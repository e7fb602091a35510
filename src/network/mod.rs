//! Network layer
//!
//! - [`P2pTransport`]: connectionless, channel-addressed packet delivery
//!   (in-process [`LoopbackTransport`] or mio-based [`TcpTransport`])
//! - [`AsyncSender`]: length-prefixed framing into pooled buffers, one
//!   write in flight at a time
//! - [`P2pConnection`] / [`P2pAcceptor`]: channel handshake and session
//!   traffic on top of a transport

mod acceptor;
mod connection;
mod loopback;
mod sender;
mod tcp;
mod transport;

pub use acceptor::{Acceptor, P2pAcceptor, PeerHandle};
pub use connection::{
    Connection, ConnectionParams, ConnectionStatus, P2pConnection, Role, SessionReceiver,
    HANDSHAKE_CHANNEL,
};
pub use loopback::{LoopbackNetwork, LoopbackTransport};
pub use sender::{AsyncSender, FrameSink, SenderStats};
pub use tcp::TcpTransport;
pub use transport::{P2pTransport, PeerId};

● DIRECTIONS: Looking at the listing above, count every line in which the string "LoopbackTransport" appears, and give only that count.

● EXERCISE ANSWER: 2